The clean solution was right there the whole time:
Take the kth root of both bounds. Every integer between ceil(l^(1/k)) and floor(r^(1/k)) is valid. Count them. One edge case — k=1, return r-l+1 directly.
The floating point trap: pow() in C++ has precision issues. 4^(1/3) might return 3.9999999997 instead of 4.0. Fix it by subtracting a tiny epsilon before ceiling and adding before flooring:
ceil(pow(l, 1.0/k) - 1e-9) and floor(pow(r, 1.0/k) + 1e-9)
I would have caught this in 5 minutes if I’d thought it through before typing. Instead I coded first, debugged after, and burned 4 submissions finding something that should have been obvious during planning.
Think until the thinking is done. Then code.
One extra minute of thinking before the keyboard saves 20 minutes of debugging after.
Q3 — 2D prefix sum, a new pattern
During the contest I couldn’t even parse the question properly under pressure. After the contest I tried brute force — TLE on a case with 200 non-zero values. Then I watched the editorial.
The pattern: for each possible value (0 to 200), build a binary matrix marking cells greater than that value. Then build a 2D prefix sum on each matrix so any rectangle query is O(1). To check if a cell is a local maximum, query the rectangle around it and check if the count of cells greater than it is zero.
The prefix sum formula for 2D:
pref[val][i][j] = pref[val][i-1][j] + pref[val][i][j-1] - pref[val][i-1][j-1] + (matrix[i-1][j-1] > val)
And the rectangle query removes corners the same way. I couldn’t have solved this in contest — it’s a hard pattern I hadn’t seen. But I understand it now. That’s the only thing that matters.
Heap — started with the 9 that matter
The full heap playlist is 17 problems. Given the new plan — 1 DP video daily, virtual contest every evening, ongoing topic in between — 17 problems isn’t realistic without losing depth.

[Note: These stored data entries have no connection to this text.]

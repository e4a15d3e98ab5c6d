//! Derive the visible subset of a recipe list from the search box, the
//! category chips and the collection chips.
//!
//! Every call filters from scratch; nothing is cached between calls.

use std::fmt;
use std::str::FromStr;

use crate::error::CoreError;
use crate::models::recipe::{Category, Recipe};

const ALL: &str = "All";

/// What the filter needs to know about an item.
pub trait Filterable {
    fn display_name(&self) -> &str;

    fn category(&self) -> Option<Category>;

    /// Whether the item has ever been made.
    fn recently_made(&self) -> bool;

    fn is_favorite(&self) -> bool;
}

impl Filterable for Recipe {
    fn display_name(&self) -> &str {
        &self.name
    }

    fn category(&self) -> Option<Category> {
        self.category
    }

    fn recently_made(&self) -> bool {
        self.last_made_at.is_some()
    }

    fn is_favorite(&self) -> bool {
        self.is_favorite
    }
}

#[derive(Debug, Clone, Copy, Default, PartialEq, Eq)]
pub enum CategoryFilter {
    #[default]
    All,
    Only(Category),
}

impl fmt::Display for CategoryFilter {
    fn fmt(&self, f: &mut fmt::Formatter<'_>) -> fmt::Result {
        match self {
            CategoryFilter::All => f.write_str(ALL),
            CategoryFilter::Only(category) => write!(f, "{category}"),
        }
    }
}

impl FromStr for CategoryFilter {
    type Err = CoreError;

    fn from_str(s: &str) -> Result<Self, Self::Err> {
        if s == ALL {
            Ok(CategoryFilter::All)
        } else {
            s.parse().map(CategoryFilter::Only)
        }
    }
}

#[derive(Debug, Clone, Copy, Default, PartialEq, Eq)]
pub enum CollectionFilter {
    #[default]
    All,
    RecentlyMade,
    Favourites,
}

impl CollectionFilter {
    pub const ALL: [CollectionFilter; 3] = [
        CollectionFilter::All,
        CollectionFilter::RecentlyMade,
        CollectionFilter::Favourites,
    ];

    pub fn label(&self) -> &'static str {
        match self {
            CollectionFilter::All => ALL,
            CollectionFilter::RecentlyMade => "Recently made",
            CollectionFilter::Favourites => "Favourites",
        }
    }
}

impl fmt::Display for CollectionFilter {
    fn fmt(&self, f: &mut fmt::Formatter<'_>) -> fmt::Result {
        f.write_str(self.label())
    }
}

impl FromStr for CollectionFilter {
    type Err = CoreError;

    fn from_str(s: &str) -> Result<Self, Self::Err> {
        CollectionFilter::ALL
            .into_iter()
            .find(|filter| filter.label() == s)
            .ok_or_else(|| CoreError::UnknownCollectionFilter(s.to_string()))
    }
}

#[derive(Debug, Clone, Default, PartialEq, Eq)]
pub struct FilterCriteria {
    pub query: String,
    pub category: CategoryFilter,
    pub collection: CollectionFilter,
}

impl FilterCriteria {
    /// Whether `item` passes every predicate.
    pub fn matches<T: Filterable>(&self, item: &T) -> bool {
        let query = self.query.trim().to_lowercase();
        let matches_search = item.display_name().to_lowercase().contains(&query);

        let matches_category = match self.category {
            CategoryFilter::All => true,
            CategoryFilter::Only(wanted) => item.category() == Some(wanted),
        };

        let matches_collection = match self.collection {
            CollectionFilter::All => true,
            CollectionFilter::RecentlyMade => item.recently_made(),
            CollectionFilter::Favourites => item.is_favorite(),
        };

        matches_search && matches_category && matches_collection
    }
}

/// Items passing every predicate of `criteria`, in input order.
pub fn filter<T: Filterable + Clone>(items: &[T], criteria: &FilterCriteria) -> Vec<T> {
    items
        .iter()
        .filter(|item| criteria.matches(*item))
        .cloned()
        .collect()
}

So I cut it to 9 high-value ones.
Heap basics locked in first: complete binary tree, 1-indexed left at 2i right at 2i+1, insert and delete both O(log n), heapify to build is O(n) amortized because leaf nodes do no work. Heap sort is O(n log n).
Kth Largest Element in an Array
Min heap of size k. Push every element, pop when size exceeds k. Top of heap is the kth largest. 5 minutes. If you know heap you have this one.

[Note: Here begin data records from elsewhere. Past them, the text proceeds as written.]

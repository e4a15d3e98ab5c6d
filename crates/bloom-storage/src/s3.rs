use std::time::Duration;

use aws_sdk_s3::Client;
use bloom_core::doc_keys;
use bloom_core::ids::DocId;
use futures::StreamExt;
use jiff::Timestamp;
use serde_json::{Map, Value};

use crate::documents::{self, RawDocument};
use crate::error::StorageError;
use crate::objects;
use crate::store::{BoxFuture, ChangeStream, DocumentStore, Query};

/// Document store on an S3 bucket: one JSON object per document at
/// `<collection>/<id>.json`.
///
/// S3 has no push notifications, so [`DocumentStore::watch`] polls the query
/// every `poll_interval` and yields only when the result set changed.
#[derive(Clone)]
pub struct S3DocumentStore {
    client: Client,
    bucket: String,
    poll_interval: Duration,
}

impl S3DocumentStore {
    pub fn new(client: Client, bucket: impl Into<String>, poll_interval: Duration) -> Self {
        Self {
            client,
            bucket: bucket.into(),
            poll_interval,
        }
    }

    async fn load(&self, query: &Query) -> Result<Vec<RawDocument>, StorageError> {
        let prefix = doc_keys::collection_prefix(&query.collection);
        let keys = objects::list_keys(&self.client, &self.bucket, &prefix).await?;

        let mut stored = Vec::new();
        for key in &keys {
            let Some(id) = doc_keys::id_from_key(&query.collection, key) else {
                continue;
            };
            match objects::get_json(&self.client, &self.bucket, key).await {
                Ok(object) => stored.push((id, object.value)),
                // deleted between list and get
                Err(StorageError::NotFound { .. }) => continue,
                Err(e) => return Err(e),
            }
        }

        // keys carry no owner, so every object is read before filtering
        Ok(documents::snapshot_from_stored(query, stored))
    }
}

impl DocumentStore for S3DocumentStore {
    fn list(&self, query: &Query) -> BoxFuture<'_, Result<Vec<RawDocument>, StorageError>> {
        let query = query.clone();
        Box::pin(async move { self.load(&query).await })
    }

    fn watch(&self, query: &Query) -> ChangeStream {
        let store = self.clone();
        let query = query.clone();

        async_stream::stream! {
            let mut ticker = tokio::time::interval(store.poll_interval);
            ticker.set_missed_tick_behavior(tokio::time::MissedTickBehavior::Delay);
            let mut last: Option<Vec<RawDocument>> = None;

            loop {
                ticker.tick().await;
                match store.load(&query).await {
                    Ok(docs) => {
                        if last.as_ref() != Some(&docs) {
                            last = Some(docs.clone());
                            yield Ok(docs);
                        }
                    }
                    Err(e) => yield Err(StorageError::StreamDisrupted(e.to_string())),
                }
            }
        }
        .boxed()
    }

    fn insert(
        &self,
        collection: &str,
        fields: Map<String, Value>,
    ) -> BoxFuture<'_, Result<DocId, StorageError>> {
        let collection = collection.to_string();
        Box::pin(async move {
            let doc = RawDocument {
                id: DocId::generate(),
                created_at: Some(Timestamp::now()),
                fields,
            };
            let key = doc_keys::document(&collection, &doc.id);
            objects::put_json(&self.client, &self.bucket, &key, &doc.to_stored()).await?;

            tracing::info!(bucket = %self.bucket, key = %key, "document inserted");
            Ok(doc.id)
        })
    }

    fn update(
        &self,
        collection: &str,
        id: &DocId,
        fields: Map<String, Value>,
    ) -> BoxFuture<'_, Result<(), StorageError>> {
        let key = doc_keys::document(collection, id);
        Box::pin(async move {
            let current = objects::get_json(&self.client, &self.bucket, &key).await?;
            let Value::Object(mut stored) = current.value else {
                return Err(StorageError::NotAnObject(key));
            };
            stored.extend(fields);
            let merged = Value::Object(stored);

            match current.etag {
                Some(etag) => {
                    objects::put_json_if_match(&self.client, &self.bucket, &key, &merged, &etag)
                        .await?
                }
                None => objects::put_json(&self.client, &self.bucket, &key, &merged).await?,
            };

            tracing::info!(bucket = %self.bucket, key = %key, "document updated");
            Ok(())
        })
    }
}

K Closest Points to Origin
Max heap of size k storing {distance, point}. One thing worth noting: no need to compute sqrt for distance comparison. Raw squared distance works and avoids float precision issues entirely.
Kth Largest Element in a Stream
Same pattern as the array version but online — new elements keep arriving. Maintain a min heap of size k. On each add, push the new element and pop if size exceeds k. Top is always the kth largest.
All three today felt easy and fast. That’s what heap problems mostly are once the data structure clicks — you recognize the pattern in 30 seconds and the implementation follows directly.